Justiça de Minas aumenta pena de bombeiro condenado por homicídio de policial penal
A Justiça de Minas Gerais determinou o aumento da pena do bombeiro aposentado Naire Assis Ribeiro, condenado pela morte do policial penal Wallysson Alves dos Santos Guedes. A punição, que inicialmente era de 17 anos de prisão, foi elevada para 20 anos e 18 dias em regime fechado, após recurso do Ministério Público estadual.
Crime ocorreu em bar após discussão com teor discriminatório
O homicídio aconteceu em fevereiro de 2024, em um estabelecimento comercial do bairro Santa Tereza, na Região Leste de Belo Horizonte.

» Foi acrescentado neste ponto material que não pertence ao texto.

//! Error types for the domain layer.

use std::collections::HashMap;
use std::error::Error;
use std::fmt;
use thiserror::Error;

/// Errors that occur during value object construction.
#[derive(Debug, Clone, Error)]
pub enum ValidationError {
    #[error("Field '{field}' cannot be empty")]
    EmptyField { field: String },
}

impl ValidationError {
    /// Creates an empty field validation error.
    pub fn empty_field(field: impl Into<String>) -> Self {
        ValidationError::EmptyField { field: field.into() }
    }
}

/// Error codes organized by category.
#[derive(Debug, Clone, Copy, PartialEq, Eq, Hash)]
pub enum ErrorCode {
    // Markup and archive errors
    MalformedMarkup,
    InvalidEntryPath,
    ArchiveEntryMissing,
    ArchiveUnreadable,

    // Issue invariants
    DuplicateViewpoint,
    DuplicateComment,
    CommentNotFound,

    // Synchronization errors
    WorkItemSyncFailed,
    CommentSyncFailed,

    // Infrastructure errors
    DatabaseError,
    StorageError,
}

impl fmt::Display for ErrorCode {
    fn fmt(&self, f: &mut fmt::Formatter<'_>) -> fmt::Result {
        let s = match self {
            ErrorCode::MalformedMarkup => "MALFORMED_MARKUP",
            ErrorCode::InvalidEntryPath => "INVALID_ENTRY_PATH",
            ErrorCode::ArchiveEntryMissing => "ARCHIVE_ENTRY_MISSING",
            ErrorCode::ArchiveUnreadable => "ARCHIVE_UNREADABLE",
            ErrorCode::DuplicateViewpoint => "DUPLICATE_VIEWPOINT",
            ErrorCode::DuplicateComment => "DUPLICATE_COMMENT",
            ErrorCode::CommentNotFound => "COMMENT_NOT_FOUND",
            ErrorCode::WorkItemSyncFailed => "WORK_ITEM_SYNC_FAILED",
            ErrorCode::CommentSyncFailed => "COMMENT_SYNC_FAILED",
            ErrorCode::DatabaseError => "DATABASE_ERROR",
            ErrorCode::StorageError => "STORAGE_ERROR",
        };
        write!(f, "{}", s)
    }
}

/// Standard domain error with code, message, and optional details.
#[derive(Debug, Clone)]
pub struct DomainError {
    pub code: ErrorCode,
    pub message: String,
    pub details: HashMap<String, String>,
}

impl DomainError {
    /// Creates a new domain error.
    pub fn new(code: ErrorCode, message: impl Into<String>) -> Self {
        Self {
            code,
            message: message.into(),
            details: HashMap::new(),
        }
    }

    /// Adds a detail to the error.
    pub fn with_detail(mut self, key: impl Into<String>, value: impl Into<String>) -> Self {
        self.details.insert(key.into(), value.into());
        self
    }
}

impl fmt::Display for DomainError {
    fn fmt(&self, f: &mut fmt::Formatter<'_>) -> fmt::Result {
        write!(f, "[{}] {}", self.code, self.message)
    }
}

impl Error for DomainError {}

#[cfg(test)]
mod tests {
    use super::*;

    #[test]
    fn validation_error_empty_field_displays_correctly() {
        let err = ValidationError::empty_field("work_item_type");
        assert_eq!(format!("{}", err), "Field 'work_item_type' cannot be empty");
    }

    #[test]
    fn domain_error_displays_code_and_message() {
        let err = DomainError::new(ErrorCode::DuplicateViewpoint, "Viewpoint v1 already exists");
        assert_eq!(
            format!("{}", err),
            "[DUPLICATE_VIEWPOINT] Viewpoint v1 already exists"
        );
    }

    #[test]
    fn domain_error_with_detail_adds_detail() {
        let err = DomainError::new(ErrorCode::StorageError, "Disk full")
            .with_detail("filename", "snapshot.png")
            .with_detail("attempt", "1");

        assert_eq!(err.details.get("filename"), Some(&"snapshot.png".to_string()));
        assert_eq!(err.details.get("attempt"), Some(&"1".to_string()));
    }

    #[test]
    fn error_code_display_formats_correctly() {
        assert_eq!(format!("{}", ErrorCode::MalformedMarkup), "MALFORMED_MARKUP");
        assert_eq!(format!("{}", ErrorCode::ArchiveEntryMissing), "ARCHIVE_ENTRY_MISSING");
    }
}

Segundo as investigações, o militar atirou na vítima após uma discussão que teve conotações discriminatórias, embora o Tribunal do Júri tenha absolvido o réu da acusação específica de discriminação racial.

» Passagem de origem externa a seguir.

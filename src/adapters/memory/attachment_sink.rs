//! In-memory attachment sink.

use async_trait::async_trait;
use std::io::Read;
use std::sync::Mutex;

use crate::domain::foundation::{AttachmentId, DomainError, ErrorCode};
use crate::ports::{AttachmentSink, FileEntry};

/// An attachment captured by [`InMemoryAttachmentSink`].
#[derive(Debug, Clone, PartialEq, Eq)]
pub struct StoredAttachment {
    pub id: AttachmentId,
    pub filename: String,
    pub bytes: Vec<u8>,
}

/// Reads attachments fully into memory and numbers them from 1.
#[derive(Debug, Default)]
pub struct InMemoryAttachmentSink {
    stored: Mutex<Vec<StoredAttachment>>,
    fail_stores: Mutex<Option<DomainError>>,
}

impl InMemoryAttachmentSink {
    pub fn new() -> Self {
        Self::default()
    }

    /// Makes every store fail with a storage error.
    ///
    /// # Panics
    ///
    /// Panics if the internal lock is poisoned.
    pub fn fail_stores_with(&self, message: &str) {
        *self
            .fail_stores
            .lock()
            .expect("InMemoryAttachmentSink: lock poisoned") =
            Some(DomainError::new(ErrorCode::StorageError, message));
    }

    /// Returns all stored attachments (for test assertions).
    ///
    /// # Panics
    ///
    /// Panics if the internal lock is poisoned.
    pub fn stored(&self) -> Vec<StoredAttachment> {
        self.stored
            .lock()
            .expect("InMemoryAttachmentSink: lock poisoned")
            .clone()
    }
}

#[async_trait]
impl AttachmentSink for InMemoryAttachmentSink {
    async fn store(&self, file: FileEntry) -> Result<AttachmentId, DomainError> {
        if let Some(err) = self
            .fail_stores
            .lock()
            .map_err(|_| DomainError::new(ErrorCode::StorageError, "Attachment lock poisoned"))?
            .clone()
        {
            return Err(err);
        }

        let filename = file.filename().to_string();
        let mut bytes = Vec::new();
        file.into_stream().read_to_end(&mut bytes).map_err(|e| {
            DomainError::new(ErrorCode::StorageError, format!("Failed to read {}: {}", filename, e))
        })?;

        let mut stored = self
            .stored
            .lock()
            .map_err(|_| DomainError::new(ErrorCode::StorageError, "Attachment lock poisoned"))?;
        let id = AttachmentId::new(stored.len() as u64 + 1);
        stored.push(StoredAttachment {
            id,
            filename,
            bytes,
        });
        Ok(id)
    }
}

#[cfg(test)]
mod tests {
    use super::*;
    use std::io::Cursor;

    #[tokio::test]
    async fn stores_stream_content_under_filename() {
        let sink = InMemoryAttachmentSink::new();
        let entry = FileEntry::new(Box::new(Cursor::new(b"PNG".to_vec())), "snapshot.png");

        let id = sink.store(entry).await.unwrap();

        assert_eq!(id, AttachmentId::new(1));
        assert_eq!(
            sink.stored(),
            vec![StoredAttachment {
                id,
                filename: "snapshot.png".to_string(),
                bytes: b"PNG".to_vec(),
            }]
        );
    }

    #[tokio::test]
    async fn injected_failure_stores_nothing() {
        let sink = InMemoryAttachmentSink::new();
        sink.fail_stores_with("quota exceeded");
        let entry = FileEntry::new(Box::new(Cursor::new(b"PNG".to_vec())), "snapshot.png");

        let err = sink.store(entry).await.unwrap_err();

        assert_eq!(err.code, ErrorCode::StorageError);
        assert!(sink.stored().is_empty());
    }
}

Ministério Público apresentou três argumentos para aumento da pena
O pedido de majoração da punição foi fundamentado em três aspectos principais:
- Agravante da culpabilidade: O bombeiro retornou ao bar depois que a discussão parecia encerrada para efetuar os disparos.
- Premeditação e risco coletivo: A ação foi planejada e colocou em perigo outros clientes do estabelecimento, causando traumas psicológicos.
- Consequências amplas: O crime resultou em viuvez, orfandade e no fechamento do bar, impactando profundamente a família da vítima e a comunidade.
Detalhes do julgamento e alegações da defesa
Naire Assis Ribeiro foi julgado pelo Tribunal do Júri de Belo Horizonte em julho de 2025. Durante o interrogatório, ele afirmou que:
- Discutiu com a vítima após questionar sua identificação como policial.
- Saiu do local, ligou para o 190 e retornou armado.
- Atirou após ver Wallysson sacar uma arma, alegando legítima defesa.
- Pretendia se entregar, mas foi preso em sua residência antes.
A condenação inicial foi por homicídio duplamente qualificado (motivo torpe e impossibilidade de defesa da vítima). O MP também solicitou indenização de R$ 100 mil, mas a Justiça deixou essa questão para a esfera cível, a ser pleiteada pelos familiares.
Contexto racial e investigações policiais
Segundo a denúncia do Ministério Público, o crime teve elementos de intolerância racial. Gravações de chamadas ao 190 obtidas pela Polícia Civil mostram que o réu se referiu à vítima como "negro" e "haitiano", expressando desconforto com o fato de uma pessoa negra estar armada e se identificar como policial.
Como a Polícia Militar não se deslocou ao local após o chamado, o bombeiro voltou ao bar armado e efetuou múltiplos disparos contra o policial penal - ação que o MP classificou como "recurso que dificultou a defesa da vítima". A promotoria também destacou que o suspeito colocou em risco a segurança dos demais frequentadores do estabelecimento.
O caso continua a repercutir no sistema de justiça mineiro, com a sentença ampliada representando uma resposta mais severa às circunstâncias agravantes do crime violento.